The EAT-Lancet diet may be a good start Sustainable Eating Made Easy, or Is It? ( But you will always find opposing studies. If you have 30 minutes to spare, this video covers the spectrum pretty well. Should humans be carnivores or herbivores? It starts of with understanding the context of the Okinawans, a group of people with the longest life expectancy.

The short answer is, epidemiological studies are difficult to interpret and generalize. No matter how much you track your intake, health is more than the diet. It includes sleep and exercise, which we probably do not focus as much to be honest. I used to track my micros with cronometer as such:

Turns out, I only become more stress about my food when in reality I wasn't focusing so much on improving my sleeping patterns. I spent more time planning, inputting data, than enjoying my food too. My optimization plan was not at all optimal. So I stopped doing this and immediately felt better.

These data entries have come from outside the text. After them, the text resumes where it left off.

//! Account primitives.
//!
//! An `Account` holds one child's balance for one reward type within a
//! family. Accounts are created lazily on the first grant and are never
//! deleted; the balance is mutated only by the ledger operations, under an
//! exclusive row lock.

use chrono::{DateTime, Utc};
use sea_orm::entity::prelude::*;
use serde::{Deserialize, Serialize};

#[derive(Clone, Debug, PartialEq, Eq, Serialize, Deserialize)]
pub struct Account {
    pub id: i64,
    /// Opaque family reference. Owned by the provisioning side; the ledger
    /// only requires it to be non-zero.
    pub family_id: i64,
    pub child_id: i64,
    pub reward_type_id: i64,
    pub balance: i64,
    pub created_at: DateTime<Utc>,
}

#[derive(Clone, Debug, PartialEq, DeriveEntityModel)]
#[sea_orm(table_name = "accounts")]
pub struct Model {
    #[sea_orm(primary_key)]
    pub id: i64,
    pub family_id: i64,
    pub child_id: i64,
    pub reward_type_id: i64,
    pub balance: i64,
    pub created_at: DateTimeUtc,
}

#[derive(Copy, Clone, Debug, EnumIter, DeriveRelation)]
pub enum Relation {
    #[sea_orm(has_many = "super::transactions::Entity")]
    Transactions,
}

impl Related<super::transactions::Entity> for Entity {
    fn to() -> RelationDef {
        Relation::Transactions.def()
    }
}

impl ActiveModelBehavior for ActiveModel {}

impl From<Model> for Account {
    fn from(model: Model) -> Self {
        Self {
            id: model.id,
            family_id: model.family_id,
            child_id: model.child_id,
            reward_type_id: model.reward_type_id,
            balance: model.balance,
            created_at: model.created_at,
        }
    }
}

Balance is the word you're looking for. Period. I've looked through and tried enough diets to know one thing. It's simple and complicated at the same time. It's kind of and should be an ongoing experiment. The world is changing and we should adapt. The general rules of thumb are:

1. Micromanaging will never ever work! But it is not a bad thing to be informed. So, do your research. Don't just trust anyone's word for it. Study your food sources and which food you think is good for you. Take everything with a grain of salt (also literally!)

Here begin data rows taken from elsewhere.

use chrono::{DateTime, Utc};
use serde::{Deserialize, Serialize};

pub mod reward_type {
    use super::*;

    #[derive(Clone, Copy, Debug, PartialEq, Eq, Serialize, Deserialize)]
    #[serde(rename_all = "snake_case")]
    pub enum UnitKind {
        Money,
        Time,
        Points,
        Custom,
    }

    #[derive(Debug, Serialize, Deserialize)]
    pub struct RewardTypeNew {
        pub family_id: i64,
        pub name: String,
        pub unit_kind: UnitKind,
        pub unit_label: Option<String>,
    }

    #[derive(Debug, Serialize, Deserialize)]
    pub struct RewardTypeCreated {
        pub id: i64,
    }
}

pub mod reward {
    use super::*;

    /// Request body for granting a reward (credit).
    #[derive(Debug, Serialize, Deserialize)]
    pub struct GrantNew {
        pub family_id: i64,
        pub child_id: i64,
        pub reward_type_id: i64,
        /// Must be > 0.
        pub value: i64,
        pub note: Option<String>,
        /// Optional idempotency key for safely retrying the same request.
        pub idempotency_key: Option<String>,
    }

    /// Request body for spending a reward (debit). Same shape as a grant.
    #[derive(Debug, Serialize, Deserialize)]
    pub struct SpendNew {
        pub family_id: i64,
        pub child_id: i64,
        pub reward_type_id: i64,
        /// Must be > 0.
        pub value: i64,
        pub note: Option<String>,
        /// Optional idempotency key for safely retrying the same request.
        pub idempotency_key: Option<String>,
    }

    #[derive(Debug, Serialize, Deserialize)]
    pub struct ReceiptView {
        pub transaction_id: i64,
        pub new_balance: i64,
    }
}

pub mod balance {
    use super::*;

    /// Query parameters for a balance read.
    #[derive(Debug, Serialize, Deserialize)]
    pub struct BalanceGet {
        pub child_id: i64,
        pub reward_type_id: i64,
    }

    #[derive(Debug, Serialize, Deserialize)]
    pub struct BalanceView {
        pub balance: i64,
    }
}

pub mod transaction {
    use super::*;

    #[derive(Clone, Copy, Debug, PartialEq, Eq, Serialize, Deserialize)]
    #[serde(rename_all = "snake_case")]
    pub enum TransactionKind {
        Credit,
        Debit,
    }

    /// Query parameters for listing a child's transactions.
    #[derive(Debug, Serialize, Deserialize)]
    pub struct TransactionList {
        pub child_id: i64,
        pub reward_type_id: Option<i64>,
        /// Defaults to 20 when absent or non-positive.
        pub limit: Option<i64>,
        /// Pagination cursor: only entries with id below this are returned.
        ///
        /// Newest → older pagination; pass the oldest id seen so far.
        pub before_id: Option<i64>,
    }

    #[derive(Debug, Serialize, Deserialize)]
    pub struct TransactionView {
        pub id: i64,
        pub account_id: i64,
        pub kind: TransactionKind,
        pub value: i64,
        pub note: Option<String>,
        pub created_by: i64,
        pub created_at: DateTime<Utc>,
    }

    #[derive(Debug, Serialize, Deserialize)]
    pub struct TransactionListResponse {
        pub transactions: Vec<TransactionView>,
    }

    /// Request body for adjusting a committed transaction's value/note.
    #[derive(Debug, Serialize, Deserialize)]
    pub struct TransactionAdjust {
        /// Must be >= 0 when present.
        pub new_value: Option<i64>,
        pub new_note: Option<String>,
    }

    #[derive(Debug, Serialize, Deserialize)]
    pub struct TransactionAdjusted {
        pub id: i64,
    }
}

2. Stick to whole foods and support your local farmer while you're at it. If you are here in Bali as a foreigner, it may be tempting to always get that nice imported vegetable, but explore local vegetables! Cassava or Papaya leaves are just as nutritious and dense in iron as broccoli or Kale. There are so many other fruits here that cannot grow anywhere, be open-minded to try!

3. Food is only one aspect but there are other things you can focus on. Don't deplete your energy over what to eat for dinner. The food industry is one of many contributors to emissions. Do not forget to focus on the other products you consume. Your other habits may cause more damage even if you're fully vegan. In terms of health, don't forget to exercise and sleep! It's about being well-rounded.

4. Food waste is a problem regardless of what you eat!!!! A message especially for all Indonesians, we're the third largest food waste producer in the world. It is really the silliest issue.

There is hope! We can still make the world a better place, but doing what we can at the household level. Here's a video of existing practices that may raise some hope.

With all that said, what is your favorite meal that captures all of this philosophy well? When I'm abroad, it's definitely oatmeal, but here I love Urap and I make sure my plate is clean. Be honest, how often do you throw your leftovers to the bin? We're all making progress one step at a time.